— TASK DIRECTIONS —
Look below for the lines from the one with "an OpenAI-compatible service." to the one with "- The model", and copy exactly those lines, both ends included.

[Saved data entries]
== Segment start ==
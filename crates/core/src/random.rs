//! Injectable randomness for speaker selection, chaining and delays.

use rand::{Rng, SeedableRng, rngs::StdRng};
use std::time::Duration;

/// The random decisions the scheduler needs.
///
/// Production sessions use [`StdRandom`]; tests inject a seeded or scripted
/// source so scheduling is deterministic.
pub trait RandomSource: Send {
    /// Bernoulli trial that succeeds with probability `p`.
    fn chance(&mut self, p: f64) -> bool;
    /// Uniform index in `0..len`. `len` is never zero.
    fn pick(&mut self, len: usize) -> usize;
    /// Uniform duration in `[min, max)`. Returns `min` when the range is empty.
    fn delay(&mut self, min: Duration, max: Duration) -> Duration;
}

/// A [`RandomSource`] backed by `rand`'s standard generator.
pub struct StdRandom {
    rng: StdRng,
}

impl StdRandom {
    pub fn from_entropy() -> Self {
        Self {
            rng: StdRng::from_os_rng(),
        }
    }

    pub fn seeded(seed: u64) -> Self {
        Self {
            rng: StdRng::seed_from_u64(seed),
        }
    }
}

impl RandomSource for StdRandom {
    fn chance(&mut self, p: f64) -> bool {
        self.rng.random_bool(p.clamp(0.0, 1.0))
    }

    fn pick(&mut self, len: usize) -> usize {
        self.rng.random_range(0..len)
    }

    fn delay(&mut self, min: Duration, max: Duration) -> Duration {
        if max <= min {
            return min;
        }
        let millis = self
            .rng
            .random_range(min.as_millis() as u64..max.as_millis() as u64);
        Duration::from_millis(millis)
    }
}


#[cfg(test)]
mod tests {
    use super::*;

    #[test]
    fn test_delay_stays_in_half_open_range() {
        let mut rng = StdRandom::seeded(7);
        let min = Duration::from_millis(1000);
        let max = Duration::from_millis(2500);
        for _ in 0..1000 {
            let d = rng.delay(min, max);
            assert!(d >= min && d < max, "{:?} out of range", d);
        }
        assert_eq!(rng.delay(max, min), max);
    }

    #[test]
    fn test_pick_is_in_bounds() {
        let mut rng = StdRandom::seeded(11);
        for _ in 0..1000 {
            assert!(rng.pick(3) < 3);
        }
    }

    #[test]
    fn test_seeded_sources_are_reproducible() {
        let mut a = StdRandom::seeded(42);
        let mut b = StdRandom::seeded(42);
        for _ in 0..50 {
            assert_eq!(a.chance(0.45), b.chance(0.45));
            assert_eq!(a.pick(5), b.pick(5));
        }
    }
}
== Segment end ==
== Segment start ==
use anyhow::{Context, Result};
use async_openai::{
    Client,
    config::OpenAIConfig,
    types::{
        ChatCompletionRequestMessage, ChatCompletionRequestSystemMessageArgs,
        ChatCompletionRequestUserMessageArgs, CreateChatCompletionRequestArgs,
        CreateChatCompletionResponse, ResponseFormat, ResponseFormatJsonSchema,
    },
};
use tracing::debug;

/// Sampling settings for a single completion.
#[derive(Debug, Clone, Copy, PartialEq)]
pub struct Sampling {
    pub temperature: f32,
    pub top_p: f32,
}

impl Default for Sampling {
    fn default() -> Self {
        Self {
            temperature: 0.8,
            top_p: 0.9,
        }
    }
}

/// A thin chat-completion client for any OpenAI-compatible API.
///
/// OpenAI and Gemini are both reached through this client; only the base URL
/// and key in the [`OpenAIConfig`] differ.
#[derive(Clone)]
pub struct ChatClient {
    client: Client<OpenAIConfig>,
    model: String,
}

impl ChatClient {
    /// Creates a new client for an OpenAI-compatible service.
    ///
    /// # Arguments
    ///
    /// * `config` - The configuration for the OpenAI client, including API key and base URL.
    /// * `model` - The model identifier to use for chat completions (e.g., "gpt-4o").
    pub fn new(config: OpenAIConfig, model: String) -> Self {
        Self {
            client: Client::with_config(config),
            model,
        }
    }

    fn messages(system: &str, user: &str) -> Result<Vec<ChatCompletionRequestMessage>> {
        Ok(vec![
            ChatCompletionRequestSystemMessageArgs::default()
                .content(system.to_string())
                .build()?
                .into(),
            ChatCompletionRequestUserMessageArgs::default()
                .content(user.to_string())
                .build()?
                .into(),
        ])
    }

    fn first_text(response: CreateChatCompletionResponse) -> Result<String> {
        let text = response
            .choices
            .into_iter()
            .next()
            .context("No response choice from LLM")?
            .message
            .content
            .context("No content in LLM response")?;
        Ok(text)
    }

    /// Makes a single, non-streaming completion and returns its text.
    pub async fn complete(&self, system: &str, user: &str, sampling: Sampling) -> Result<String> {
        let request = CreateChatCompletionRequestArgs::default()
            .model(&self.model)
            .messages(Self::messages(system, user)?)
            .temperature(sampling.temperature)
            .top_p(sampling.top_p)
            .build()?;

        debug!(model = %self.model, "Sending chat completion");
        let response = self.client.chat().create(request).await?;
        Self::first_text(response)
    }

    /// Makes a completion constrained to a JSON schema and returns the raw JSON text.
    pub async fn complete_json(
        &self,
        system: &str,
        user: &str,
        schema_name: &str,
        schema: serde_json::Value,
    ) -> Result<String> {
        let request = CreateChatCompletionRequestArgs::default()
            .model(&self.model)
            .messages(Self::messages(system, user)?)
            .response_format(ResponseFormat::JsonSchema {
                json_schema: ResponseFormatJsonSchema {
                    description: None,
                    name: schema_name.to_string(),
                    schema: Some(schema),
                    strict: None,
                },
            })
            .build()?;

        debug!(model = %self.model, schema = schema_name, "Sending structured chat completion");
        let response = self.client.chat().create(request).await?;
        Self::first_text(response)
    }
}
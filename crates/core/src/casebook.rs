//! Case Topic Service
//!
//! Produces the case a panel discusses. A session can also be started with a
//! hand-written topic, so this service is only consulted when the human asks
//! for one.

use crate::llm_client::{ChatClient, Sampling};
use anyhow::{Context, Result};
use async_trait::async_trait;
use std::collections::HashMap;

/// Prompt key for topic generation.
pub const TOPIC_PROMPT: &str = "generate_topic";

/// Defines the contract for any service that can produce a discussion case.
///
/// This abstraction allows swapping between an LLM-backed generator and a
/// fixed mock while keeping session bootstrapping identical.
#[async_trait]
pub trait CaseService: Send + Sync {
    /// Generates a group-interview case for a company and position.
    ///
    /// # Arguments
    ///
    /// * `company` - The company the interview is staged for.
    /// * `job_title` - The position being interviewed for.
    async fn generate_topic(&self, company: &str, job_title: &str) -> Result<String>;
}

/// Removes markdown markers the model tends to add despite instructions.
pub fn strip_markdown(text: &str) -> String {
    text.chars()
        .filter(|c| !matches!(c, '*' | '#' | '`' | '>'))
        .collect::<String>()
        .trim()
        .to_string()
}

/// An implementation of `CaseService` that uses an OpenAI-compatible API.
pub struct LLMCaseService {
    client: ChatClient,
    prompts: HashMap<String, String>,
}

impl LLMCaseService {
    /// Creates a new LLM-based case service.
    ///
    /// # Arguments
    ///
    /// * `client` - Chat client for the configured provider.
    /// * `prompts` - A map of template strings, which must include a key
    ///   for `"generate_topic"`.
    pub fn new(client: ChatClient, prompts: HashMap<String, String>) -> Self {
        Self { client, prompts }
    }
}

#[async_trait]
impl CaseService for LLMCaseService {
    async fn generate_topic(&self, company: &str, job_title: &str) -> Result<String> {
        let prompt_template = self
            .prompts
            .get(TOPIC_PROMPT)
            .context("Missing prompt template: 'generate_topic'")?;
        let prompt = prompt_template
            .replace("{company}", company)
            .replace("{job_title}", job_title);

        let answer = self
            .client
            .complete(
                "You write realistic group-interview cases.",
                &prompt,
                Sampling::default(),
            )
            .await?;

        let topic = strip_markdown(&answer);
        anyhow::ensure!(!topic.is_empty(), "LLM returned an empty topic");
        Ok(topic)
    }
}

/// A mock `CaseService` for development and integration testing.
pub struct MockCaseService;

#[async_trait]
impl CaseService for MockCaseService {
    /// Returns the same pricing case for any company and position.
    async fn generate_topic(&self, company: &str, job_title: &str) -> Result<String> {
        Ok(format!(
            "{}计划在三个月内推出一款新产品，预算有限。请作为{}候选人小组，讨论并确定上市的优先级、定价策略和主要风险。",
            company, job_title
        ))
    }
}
== Segment end ==
== Segment start ==
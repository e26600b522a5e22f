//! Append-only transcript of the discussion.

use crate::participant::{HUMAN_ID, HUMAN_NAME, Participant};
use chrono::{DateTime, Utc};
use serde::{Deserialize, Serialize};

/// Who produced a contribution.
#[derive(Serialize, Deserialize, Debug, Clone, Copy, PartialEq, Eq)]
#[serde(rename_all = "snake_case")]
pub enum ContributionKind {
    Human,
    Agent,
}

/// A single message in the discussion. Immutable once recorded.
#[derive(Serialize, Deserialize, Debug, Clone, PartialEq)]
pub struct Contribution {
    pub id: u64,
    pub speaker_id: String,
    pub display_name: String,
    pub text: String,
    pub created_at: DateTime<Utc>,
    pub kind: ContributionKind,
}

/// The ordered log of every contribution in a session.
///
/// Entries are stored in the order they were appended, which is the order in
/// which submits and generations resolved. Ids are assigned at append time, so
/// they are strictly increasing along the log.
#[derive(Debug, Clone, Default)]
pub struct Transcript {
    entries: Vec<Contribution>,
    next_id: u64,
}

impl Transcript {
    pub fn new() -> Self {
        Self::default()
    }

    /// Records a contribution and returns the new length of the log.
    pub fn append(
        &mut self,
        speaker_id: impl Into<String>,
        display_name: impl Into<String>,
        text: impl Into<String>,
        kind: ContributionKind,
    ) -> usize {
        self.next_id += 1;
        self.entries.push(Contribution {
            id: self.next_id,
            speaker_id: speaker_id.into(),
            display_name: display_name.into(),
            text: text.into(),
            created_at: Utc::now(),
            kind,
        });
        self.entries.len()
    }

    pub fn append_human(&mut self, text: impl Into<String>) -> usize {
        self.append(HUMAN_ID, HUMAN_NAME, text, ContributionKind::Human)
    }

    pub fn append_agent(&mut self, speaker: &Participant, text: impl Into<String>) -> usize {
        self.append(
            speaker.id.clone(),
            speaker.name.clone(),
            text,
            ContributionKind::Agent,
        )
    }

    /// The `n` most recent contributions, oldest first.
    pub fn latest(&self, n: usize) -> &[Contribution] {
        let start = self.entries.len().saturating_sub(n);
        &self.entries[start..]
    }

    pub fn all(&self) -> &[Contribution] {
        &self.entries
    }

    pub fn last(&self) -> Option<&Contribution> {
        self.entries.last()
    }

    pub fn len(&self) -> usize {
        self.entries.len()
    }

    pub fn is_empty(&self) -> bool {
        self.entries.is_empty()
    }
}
== Segment end ==
— TASK OUTPUT —
    /// Creates a new client for an OpenAI-compatible service.
    ///
    /// # Arguments
    ///
    /// * `config` - The configuration for the OpenAI client, including API key and base URL.
    /// * `model` - The model identifier to use for chat completions (e.g., "gpt-4o").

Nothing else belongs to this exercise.